Detailed Description

Complete technical specification and implementation details from the patent document.

The present disclosure relates to the field of artificial intelligence technology, in particular to the field of computer vision and edge computing technology, and specifically to a video data processing method and apparatus, a device, a storage medium and an edge device.

In edge computing, calculations of applications, data and services may be moved from a central node of the network to a logic edge node of the network for processing. For example, in the scenario of video surveillance analysis, edge computing may be like that an electronic device deployed on the edge node processes the video data collected by a plurality of cameras connected to the edge node.
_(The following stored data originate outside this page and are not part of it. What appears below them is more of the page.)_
//! # Projection of atoms to the screen
//!
//! ## 3D
//! 1. rotate model coordinates about X by `rotation_x`, then about Y by `rotation_y`
//!    (the Y rotation acts on the already X-rotated point);
//! 2. perspective: the viewer sits on the +z side, `PERSPECTIVE_DISTANCE` pixels beyond the
//!    model's bounding sphere, `factor = d / (d - z_px + Z_OFFSET)` with
//!    `d = PERSPECTIVE_DISTANCE + radius_px`. Rotation about the origin keeps `|z| <= radius`,
//!    so the denominator never drops below `PERSPECTIVE_DISTANCE + Z_OFFSET`;
//! 3. screen = canvas center + pan + (x, -y) * factor * scale * `PIXELS_PER_UNIT_3D`;
//! 4. depth = rotated z, larger is nearer; draw order is farthest first.
//!
//! ## 2D
//! screen = canvas center + pan + (x, -y) * scale * `PIXELS_PER_UNIT_2D`, input order kept.
//!
//! Screen y grows downward, hence the sign flip on model y.
use super::molecule_data::Atom;
use super::view_transform::ViewTransform;
use nalgebra::{Point2, Rotation3, Vector2, Vector3};

pub const PERSPECTIVE_DISTANCE: f64 = 400.0;
/// pushes the whole model away from the viewer, in pixels
pub const Z_OFFSET: f64 = 200.0;
pub const PIXELS_PER_UNIT_3D: f64 = 40.0;
pub const PIXELS_PER_UNIT_2D: f64 = 30.0;
/// atom disc radius at scale 1 and depth 0, pixels
pub const ATOM_RADIUS: f64 = 12.0;
pub const HYDROGEN_RADIUS: f64 = 8.0;

const MIN_OPACITY: f64 = 0.35;
const MAX_OPACITY: f64 = 1.0;
const MIN_RADIUS_FACTOR: f64 = 0.6;
const MAX_RADIUS_FACTOR: f64 = 1.4;
const MIN_PERSPECTIVE_DENOMINATOR: f64 = 1.0;

/// one atom on screen, recomputed on every interaction
#[derive(Debug, Clone, PartialEq)]
pub struct ProjectedAtom {
    /// position of the atom in the payload
    pub index: usize,
    pub symbol: String,
    pub screen: Point2<f64>,
    pub depth: f64,
    pub radius: f64,
    pub opacity: f64,
}

/// opacity cue: nearer atoms are more opaque
pub fn depth_opacity(depth: f64) -> f64 {
    (0.7 + 0.15 * depth).clamp(MIN_OPACITY, MAX_OPACITY)
}

/// size cue: nearer atoms are drawn larger
pub fn depth_radius_factor(depth: f64) -> f64 {
    (1.0 + 0.1 * depth).clamp(MIN_RADIUS_FACTOR, MAX_RADIUS_FACTOR)
}

fn base_radius(symbol: &str) -> f64 {
    if symbol.eq_ignore_ascii_case("H") {
        HYDROGEN_RADIUS
    } else {
        ATOM_RADIUS
    }
}

/// rotation about X first, then about Y
pub fn rotate_point(point: Vector3<f64>, rotation_x: f64, rotation_y: f64) -> Vector3<f64> {
    let rx = Rotation3::from_axis_angle(&Vector3::x_axis(), rotation_x);
    let ry = Rotation3::from_axis_angle(&Vector3::y_axis(), rotation_y);
    ry * (rx * point)
}

/// largest distance of an atom from the rotation origin, model units
pub fn model_radius(atoms: &[Atom]) -> f64 {
    atoms
        .iter()
        .map(|a| Vector3::new(a.x, a.y, a.z.unwrap_or(0.0)).norm())
        .filter(|r| r.is_finite())
        .fold(0.0, f64::max)
}

/// Perspective factor of a rotated depth `z` for a model of bounding radius `model_radius`
/// (both in model units). Nearer atoms get a larger factor.
pub fn perspective_factor(z: f64, model_radius: f64) -> f64 {
    let distance = PERSPECTIVE_DISTANCE + model_radius.max(0.0) * PIXELS_PER_UNIT_3D;
    let denominator = distance - z * PIXELS_PER_UNIT_3D + Z_OFFSET;
    distance / denominator.max(MIN_PERSPECTIVE_DENOMINATOR)
}

/// Projects atoms with perspective. The result is indexed like `atoms`; use
/// `draw_order` for painting.
pub fn project_atoms_3d(
    atoms: &[Atom],
    view: &ViewTransform,
    center: Point2<f64>,
) -> Vec<ProjectedAtom> {
    let bound = model_radius(atoms);
    atoms
        .iter()
        .enumerate()
        .map(|(index, atom)| {
            let model = Vector3::new(atom.x, atom.y, atom.z.unwrap_or(0.0));
            let rotated = rotate_point(model, view.rotation_x, view.rotation_y);
            let k = perspective_factor(rotated.z, bound) * view.scale() * PIXELS_PER_UNIT_3D;
            let screen = center + view.pan + Vector2::new(rotated.x * k, -rotated.y * k);
            let depth = rotated.z;
            ProjectedAtom {
                index,
                symbol: atom.symbol.clone(),
                screen,
                depth,
                radius: base_radius(&atom.symbol) * view.scale() * depth_radius_factor(depth),
                opacity: depth_opacity(depth),
            }
        })
        .collect()
}

/// Flat projection, z is ignored and every atom gets depth 0 and full opacity.
pub fn project_atoms_2d(
    atoms: &[Atom],
    view: &ViewTransform,
    center: Point2<f64>,
) -> Vec<ProjectedAtom> {
    let k = view.scale() * PIXELS_PER_UNIT_2D;
    atoms
        .iter()
        .enumerate()
        .map(|(index, atom)| ProjectedAtom {
            index,
            symbol: atom.symbol.clone(),
            screen: center + view.pan + Vector2::new(atom.x * k, -atom.y * k),
            depth: 0.0,
            radius: base_radius(&atom.symbol) * view.scale(),
            opacity: MAX_OPACITY,
        })
        .collect()
}

/// Indices into `projected`, farthest first. The sort is stable, so atoms at equal depth
/// keep their payload order.
pub fn draw_order(projected: &[ProjectedAtom]) -> Vec<usize> {
    let mut order: Vec<usize> = (0..projected.len()).collect();
    order.sort_by(|&a, &b| projected[a].depth.total_cmp(&projected[b].depth));
    order
}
The present disclosure provides a video data processing method and apparatus, a device, a storage medium and an edge device.

According to an aspect of the present disclosure, a video data processing method is provided, including: obtaining a plurality of first tensor data based on a plurality of video frame data received within a preset time window, where the plurality of first tensor data includes a plurality of sub-tensor data each corresponding to a respective one of a plurality of deep learning models; splicing the plurality of sub-tensor data in the plurality of first tensor data to obtain a plurality of second tensor data each corresponding to a respective one of the plurality of deep learning models; and allocating the plurality of second tensor data to a plurality of graphics processing units in a graphics processor, based on the deep learning models respectively deployed by the plurality of graphics processing units, such that the graphics processor performs data inference on the plurality of second tensor data.
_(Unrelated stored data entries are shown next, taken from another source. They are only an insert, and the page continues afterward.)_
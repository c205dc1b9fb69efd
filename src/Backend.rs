/// eng
/// Typed records of the backend JSON: compound search and details, safety data, periodic
/// table, pH / buffer / dilution / molar mass calculations, equation balancing, inventory
/// and formula costing, AI substitution analysis and recipe variations.
pub mod api_types;
/// eng
/// Blocking HTTP client for the chemistry backend. The transport is a trait (`HttpClient`)
/// so the client can be tested without network.
pub mod client;
mod backend_tests;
According to another aspect of the present disclosure, a video data processing apparatus is provided, including: a first processing module configured to: obtain a plurality of first tensor data based on a plurality of video frame data received within a preset time window, where the plurality of first tensor data includes a plurality of sub-tensor data each corresponding to a respective one of a plurality of deep learning models; a second processing module configured to: splice the plurality of sub-tensor data in the plurality of first tensor data to obtain a plurality of second tensor data each corresponding to a respective one of the plurality of deep learning models; and an allocation module configured to: allocate the plurality of second tensor data to a plurality of graphics processing units in a graphics processor, based on the deep learning models respectively deployed by the plurality of graphics processing units, such that the graphics processor performs data inference on the plurality of second tensor data.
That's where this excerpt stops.